═══ SOURCE DATA ═══

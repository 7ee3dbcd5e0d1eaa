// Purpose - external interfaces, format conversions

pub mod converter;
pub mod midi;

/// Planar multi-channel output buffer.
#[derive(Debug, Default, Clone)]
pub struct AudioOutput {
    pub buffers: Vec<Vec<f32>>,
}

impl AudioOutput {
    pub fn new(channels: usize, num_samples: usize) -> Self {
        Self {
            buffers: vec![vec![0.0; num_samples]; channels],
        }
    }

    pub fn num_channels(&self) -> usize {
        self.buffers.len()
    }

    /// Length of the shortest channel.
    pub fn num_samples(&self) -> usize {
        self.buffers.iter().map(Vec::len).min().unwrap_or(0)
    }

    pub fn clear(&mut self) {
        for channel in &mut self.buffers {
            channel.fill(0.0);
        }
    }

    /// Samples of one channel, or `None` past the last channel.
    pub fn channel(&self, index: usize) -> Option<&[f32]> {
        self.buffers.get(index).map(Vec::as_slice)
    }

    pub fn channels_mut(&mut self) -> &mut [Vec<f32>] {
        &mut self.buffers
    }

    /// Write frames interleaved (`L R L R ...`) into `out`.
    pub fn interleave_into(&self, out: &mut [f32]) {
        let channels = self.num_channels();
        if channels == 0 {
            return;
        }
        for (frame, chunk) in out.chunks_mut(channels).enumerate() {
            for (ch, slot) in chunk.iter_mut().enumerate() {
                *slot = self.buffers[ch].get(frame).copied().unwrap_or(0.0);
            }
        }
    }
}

═══

AIM OF THE EXERCISE ::
Please reply with an exact copy of the lines above, starting at the first and ending at the line that holds "pub fn channel(&self, index: usize)".

YOUR SOLUTION ::
repository 7ee3dbcd5e0d1eaa
// Purpose - external interfaces, format conversions

pub mod converter;
pub mod midi;

/// Planar multi-channel output buffer.
#[derive(Debug, Default, Clone)]
pub struct AudioOutput {
    pub buffers: Vec<Vec<f32>>,
}

impl AudioOutput {
    pub fn new(channels: usize, num_samples: usize) -> Self {
        Self {
            buffers: vec![vec![0.0; num_samples]; channels],
        }
    }

    pub fn num_channels(&self) -> usize {
        self.buffers.len()
    }

    /// Length of the shortest channel.
    pub fn num_samples(&self) -> usize {
        self.buffers.iter().map(Vec::len).min().unwrap_or(0)
    }

    pub fn clear(&mut self) {
        for channel in &mut self.buffers {
            channel.fill(0.0);
        }
    }

    /// Samples of one channel, or `None` past the last channel.
    pub fn channel(&self, index: usize) -> Option<&[f32]> {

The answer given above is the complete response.